Why Is High Fashion So Expensive?

Louis Vuitton’s Murakami Handbag: A Collaboration Worth 350 Million Dollars

Last year, The Business Of Fashion noticed a tipping point in the price of designer footwear. More than 100 pairs of shoes on fashion retailer Net-a-Porter cost over $1,000. At the same time, The Daily Telegraph noted that over 130 handbags on Net-a-Porter’s UK site retailed for over £1,200 ($2,000.) The trajectory of the prices was as dramatic as the prices themselves: the tag on Hermes’ iconic Kelly bag and the Manolo Blahnik shoes made famous by Carrie Bradshaw in Sex And The City had increased by some 60% in ten years. The consumer price index rose just 27% over the same period. With New York Fashion Week launching today, it’s a good time to ask why is high fashion so expensive?

We can rule out the tired sexist argument that fashion preys on weak women. As watch blog Crown & Caliber explains, the inflation-adjusted price of a mens’ Rolex Daytona has risen from $2,085 in 1973 to over $12,000 today, while a guy on Net-a-Porter’s men’s site Mr Porter has no fewer than 19 opportunities to drop more than $5,000 on a winter coat.

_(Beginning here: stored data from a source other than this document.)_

use serde::{Deserialize, Serialize};

use super::{Correctors, MachineState};

/// A linear orbit response: how much the orbit at each sensor moves per unit change of each
/// corrector.
///
/// `x[s][c]` is the horizontal orbit change at sensor `s` per unit of x family corrector `c`,
/// likewise `y` for the vertical plane and the y family. Sensor offsets are carried over from
/// the state the correctors are applied to.
#[derive(Debug, Clone, PartialEq, Serialize, Deserialize)]
pub struct LinearResponse {
    pub x: Vec<Vec<f32>>,
    pub y: Vec<Vec<f32>>,
}

impl LinearResponse {
    pub fn sensors(&self) -> usize {
        self.x.len()
    }

    pub fn correctors_x(&self) -> usize {
        self.x.first().map_or(0, Vec::len)
    }

    pub fn correctors_y(&self) -> usize {
        self.y.first().map_or(0, Vec::len)
    }

    /// Checks that the matrices are rectangular and share the amount of sensors.
    pub fn validate(&self) -> Result<(), String> {
        if self.y.len() != self.sensors() {
            return Err(format!(
                "response planes disagree on sensors: {} and {}",
                self.x.len(),
                self.y.len()
            ));
        }

        let (nx, ny) = (self.correctors_x(), self.correctors_y());
        if is_ragged(&self.x, nx) || is_ragged(&self.y, ny) {
            return Err("response matrix rows differ in length".into());
        }

        Ok(())
    }

    /// Checks that `state` has the dimensions of this response.
    pub fn check_state(&self, state: &MachineState) -> Result<(), String> {
        self.validate()?;

        let sensors = self.sensors();
        if state.readings.len() != sensors || state.orbit.len() != sensors {
            return Err(format!(
                "expected {sensors} sensors, got {} readings and {} orbit points",
                state.readings.len(),
                state.orbit.len()
            ));
        }

        self.check_correctors(&state.correctors)
    }

    /// Computes the state reached from `from` by changing its correctors to `correctors`.
    pub fn apply(
        &self,
        from: &MachineState,
        correctors: &Correctors,
    ) -> Result<MachineState, String> {
        self.check_state(from)?;
        self.check_correctors(correctors)?;

        let dx: Vec<f32> = delta(&correctors.x, &from.correctors.x);
        let dy: Vec<f32> = delta(&correctors.y, &from.correctors.y);

        let mut orbit = from.orbit.clone();
        let mut readings = from.readings.clone();

        for (s, (point, reading)) in orbit.iter_mut().zip(&mut readings).enumerate() {
            let shift = [dot(&self.x[s], &dx), dot(&self.y[s], &dy)];

            for plane in 0..2 {
                point[plane] += shift[plane];
                reading[plane] += shift[plane];
            }
        }

        Ok(MachineState {
            readings,
            orbit,
            correctors: correctors.clone(),
        })
    }

    fn check_correctors(&self, correctors: &Correctors) -> Result<(), String> {
        let (nx, ny) = (self.correctors_x(), self.correctors_y());

        if correctors.x.len() != nx || correctors.y.len() != ny {
            return Err(format!(
                "expected ({nx}, {ny}) correctors, got ({}, {})",
                correctors.x.len(),
                correctors.y.len()
            ));
        }

        Ok(())
    }
}

fn is_ragged(matrix: &[Vec<f32>], ncols: usize) -> bool {
    matrix.iter().any(|row| row.len() != ncols)
}

fn delta(to: &[f32], from: &[f32]) -> Vec<f32> {
    to.iter().zip(from).map(|(t, f)| t - f).collect()
}

fn dot(a: &[f32], b: &[f32]) -> f32 {
    a.iter().zip(b).map(|(a, b)| a * b).sum()
}

#[cfg(test)]
mod tests {
    use super::*;

    fn response() -> LinearResponse {
        LinearResponse {
            x: vec![vec![1.], vec![2.]],
            y: vec![vec![0.5, 0.], vec![0., -1.]],
        }
    }

    fn state() -> MachineState {
        MachineState {
            readings: vec![[1.5, 0.], [0., 0.25]],
            orbit: vec![[1., 0.], [0., 0.]],
            correctors: Correctors {
                x: vec![0.],
                y: vec![0., 0.],
            },
        }
    }

    #[test]
    fn apply_is_linear_and_keeps_offsets() {
        let correctors = Correctors {
            x: vec![-1.],
            y: vec![2., 1.],
        };

        let next = response().apply(&state(), &correctors).unwrap();

        assert_eq!(next.orbit, [[0., 1.], [-2., -1.]]);
        assert_eq!(next.readings, [[0.5, 1.], [-2., -0.75]]);
        assert_eq!(next.correctors, correctors);
    }

    #[test]
    fn wrong_corrector_count() {
        let correctors = Correctors {
            x: vec![0., 0.],
            y: vec![0., 0.],
        };

        assert!(response().apply(&state(), &correctors).is_err());
    }

    #[test]
    fn ragged_matrix_is_invalid() {
        let response = LinearResponse {
            x: vec![vec![1.], vec![1., 2.]],
            y: vec![vec![], vec![]],
        };

        assert!(response.validate().is_err());
    }
}
use ndarray::{Array2, ArrayView2};
use rand::{Rng, SeedableRng, rngs::StdRng};

use crate::arch::Mode;

/// Inverted dropout: zeroes inputs with probability `rate` while training and rescales the
/// survivors, so evaluation is the identity.
#[derive(Clone, Debug)]
pub struct Dropout {
    rate: f32,
    rng: StdRng,
    mask: Option<Array2<f32>>,
}

impl Dropout {
    pub fn new(rate: f32, seed: u64) -> Self {
        Self {
            rate,
            rng: StdRng::seed_from_u64(seed),
            mask: None,
        }
    }

    pub fn forward(&mut self, x: ArrayView2<f32>, mode: Mode) -> Array2<f32> {
        if mode == Mode::Eval || self.rate == 0. {
            self.mask = None;
            return x.to_owned();
        }

        let keep = 1. - self.rate;
        let rng = &mut self.rng;
        let mask = Array2::from_shape_fn(x.raw_dim(), |_| {
            if rng.random::<f32>() < keep { 1. / keep } else { 0. }
        });

        let a = &x * &mask;
        self.mask = Some(mask);
        a
    }

    pub fn backward(&mut self, d: Array2<f32>) -> Array2<f32> {
        match &self.mask {
            Some(mask) => d * mask,
            None => d,
        }
    }
}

Loro Piana’s suede-trimmed, beaver-lined cashmere coat: yours for $12,695

Prices are high and rising due to a mix of rising costs, expensive expansion and a dramatic change in demand. Let’s break it down.

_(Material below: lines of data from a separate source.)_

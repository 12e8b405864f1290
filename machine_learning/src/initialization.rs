//! Parameter initialization for freshly built models.

use rand::Rng;
use rand_distr::{Distribution, Normal};

use crate::{
    MlErr, Result,
    arch::{LayerSpec, ModelSpec},
};

/// Generates chunks of parameters.
pub trait ParamGen {
    /// Samples up to `n` parameters.
    ///
    /// # Returns
    /// `None` once the generator is exhausted, otherwise at most `n` values.
    fn sample(&mut self, n: usize) -> Option<Vec<f32>>;
}

/// A parameter generator that always generates the same value.
pub struct ConstParamGen {
    value: f32,
    remaining: usize,
}

impl ConstParamGen {
    /// Creates a new `ConstParamGen` parameter generator.
    ///
    /// # Arguments
    /// * `value` - The value to always generate.
    /// * `limit` - The maximum amount of times to generate that value.
    ///
    /// # Returns
    /// A new `ConstParamGen` instance.
    pub fn new(value: f32, limit: usize) -> Self {
        Self {
            value,
            remaining: limit,
        }
    }
}

impl ParamGen for ConstParamGen {
    fn sample(&mut self, mut n: usize) -> Option<Vec<f32>> {
        if self.remaining == 0 {
            return None;
        }

        n = n.min(self.remaining);
        self.remaining -= n;
        Some(vec![self.value; n])
    }
}

/// A parameter generator that samples a normal distribution.
pub struct RandParamGen<'r, R: Rng> {
    rng: &'r mut R,
    distribution: Normal<f32>,
    remaining: usize,
}

impl<'r, R: Rng> RandParamGen<'r, R> {
    /// Creates a new `RandParamGen` with a normal distribution.
    ///
    /// # Arguments
    /// * `rng` - A random number generator.
    /// * `limit` - The maximum amount of numbers to generate.
    /// * `mean` - The mean of the distribution.
    /// * `std_dev` - The standard deviation of the distribution.
    ///
    /// # Returns
    /// An error if `std_dev` is not finite.
    pub fn normal(rng: &'r mut R, limit: usize, mean: f32, std_dev: f32) -> Result<Self> {
        let distribution = Normal::new(mean, std_dev)
            .map_err(|e| MlErr::InvalidLayout(format!("invalid normal distribution: {e}")))?;

        Ok(Self {
            rng,
            distribution,
            remaining: limit,
        })
    }

    /// Creates a new `RandParamGen` using Kaiming normal initialization.
    ///
    /// # Arguments
    /// * `rng` - A random number generator.
    /// * `limit` - The maximum amount of numbers to generate.
    /// * `fan_in` - The number of input units in the weight tensor.
    pub fn kaiming(rng: &'r mut R, limit: usize, fan_in: usize) -> Result<Self> {
        let std_dev = (2. / fan_in as f32).sqrt();
        Self::normal(rng, limit, 0., std_dev)
    }
}

impl<R: Rng> ParamGen for RandParamGen<'_, R> {
    fn sample(&mut self, mut n: usize) -> Option<Vec<f32>> {
        if self.remaining == 0 {
            return None;
        }

        n = n.min(self.remaining);
        self.remaining -= n;

        let sample = (0..n).map(|_| self.distribution.sample(self.rng)).collect();
        Some(sample)
    }
}

/// Initializes the parameters of a model: Kaiming normal weights and zero biases.
///
/// # Arguments
/// * `spec` - The layout of the model.
/// * `rng` - The random number generator for the weights.
///
/// # Returns
/// The flat parameter vector, laid out the way the model's layers expect it.
pub fn initialize<R: Rng>(spec: &ModelSpec, rng: &mut R) -> Result<Vec<f32>> {
    spec.validate()?;
    let mut params = Vec::with_capacity(spec.size());

    for layer in spec.layers() {
        let LayerSpec::Dense { dim: (n, m), .. } = *layer else {
            continue;
        };

        let mut weights = RandParamGen::kaiming(rng, n * m, n)?;
        params.extend(weights.sample(n * m).unwrap_or_default());

        let mut biases = ConstParamGen::new(0., m);
        params.extend(biases.sample(m).unwrap_or_default());
    }

    Ok(params)
}
use super::{Optimizer, optimizer::check_len};
use crate::Result;

/// Gradient descent optimization algorithm.
#[derive(Debug, Clone)]
pub struct GradientDescent {
    learning_rate: f32,
}

impl GradientDescent {
    /// Returns a new `GradientDescent`.
    ///
    /// # Arguments
    /// * `learning_rate` - The *length* of the steps taken on `update_params`.
    pub fn new(learning_rate: f32) -> Self {
        Self { learning_rate }
    }
}

impl Optimizer for GradientDescent {
    /// Updates the parameters according to the algorithm's learning rule, that is, making a step in
    /// the opposite direction of the gradient, with a length of `learning_rate`.
    ///
    /// # Arguments
    /// * `params` - The parameters that are going to be modified.
    /// * `grad` - The gradient used for taking the step.
    fn update_params(&mut self, params: &mut [f32], grad: &[f32]) -> Result<()> {
        check_len(params, grad)?;
        let lr = self.learning_rate;

        for (w, g) in params.iter_mut().zip(grad) {
            *w -= lr * g;
        }

        Ok(())
    }
}
use ndarray::{Array2, ArrayView2};

pub trait LossFn {
    fn loss(&self, y_pred: ArrayView2<f32>, y: ArrayView2<f32>) -> f32;
    fn loss_prime(&self, y_pred: ArrayView2<f32>, y: ArrayView2<f32>) -> Array2<f32>;
}
use std::fmt;

use crate::{CodecErr, Header};

/// The kind of payload carried by a frame.
#[derive(Debug, Clone, Copy, PartialEq, Eq)]
pub enum Kind {
    Json,
    Floats,
}

impl Kind {
    pub(crate) fn header(self) -> Header {
        match self {
            Kind::Json => 1,
            Kind::Floats => 2,
        }
    }
}

impl TryFrom<Header> for Kind {
    type Error = CodecErr;

    fn try_from(value: Header) -> Result<Self, Self::Error> {
        match value {
            1 => Ok(Kind::Json),
            2 => Ok(Kind::Floats),
            other => Err(CodecErr::UnknownKind(other)),
        }
    }
}

impl fmt::Display for Kind {
    fn fmt(&self, f: &mut fmt::Formatter<'_>) -> fmt::Result {
        match self {
            Kind::Json => write!(f, "json"),
            Kind::Floats => write!(f, "floats"),
        }
    }
}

Prices are high because costs are high. The Business Of Fashion states that Chinese labor costs are growing by an annual rate of 14%, cotton prices by 13% and cattle prices (which affect leather) by 7%.

Prices are high because margins are high. Again, The Business of Fashion states that luxury businesses target a 65% margin: a bag that retails for $3,500 should cost about $1,225 to produce.

London’s New Bond Street, where retailers pay up to £1,050 ($1,700) per square foot to rent store space


Selling is becoming more expensive. Luxury brands like to sell from directly-operated stores, where they can best project the brand and defend its margins. Luxury brands are expanding their store base: according to holding company Kering’s annual report Gucci operates 474 stores worldwide (up 10% from 429 in 2012), while sister brand Bottega Veneta increased its number of stores by 13% from 196 to 221 in the same period. According to property firm Cushman & Wakefield, high fashion areas Causeway Bay in Hong Kong, Fifth Avenue in New York and Bond Street in London are amongst the top 10 most expensive rental areas in the world. In Mayfair, which has the highest concentration of haute couture stores in the world, fashion houses are expanding the upper stories of their buildings to build lounges for high-value customers. For fashion brands, selling means more than retail: Vogue publisher Conde Nast has increased it number of advertising pages by 5% in 2013, suggesting that the cost of advertising is up too.

More rich people = higher prices. Perhaps the biggest impact on fashion inflation is not supply costs, but rising demand. We have seen a dramatic rise in the number of high net worth individuals. CapGemini’s World Wealth Report states that there are now 12 million HNWIs around the world, up from 10m in 2007. In other words, there are two million new millionaires, and $5.5 trillion of new wealth for high fashion brands to attract. In China, which is responsible for much of the growth of fashion and luxury spending, consumers have developed high-end tastes incredibly fast. A survey by KPMG shows that the typical Chinese middle-class consumer now recognizes 59 different luxury brands, compared to just 34 in 2006. And the affluent Chinese are much more likely to buy luxury goods than their counterparts in the US. French bank Exane BNP Paribas reports that Chinese household earning 75-150,000 Euros ($100-200,000) will spend 2,902 Euros on luxury goods, while a US household in the same income bracket will typically spend just 569 Euros. Beyond the rise of the millionaires, there’s a new class of Asian high fashion buyer.

It’s over a hundred years since Thorstein Veblen articulated the idea of conspicuous consumption, where wealthy people would happily invest in displays of wealth. Now that eight times as many students are enrolled in the Savannah College of Art and Design’s prestigious accessories design program as in 2008, society is gearing up for more, and more expensive, high fashion.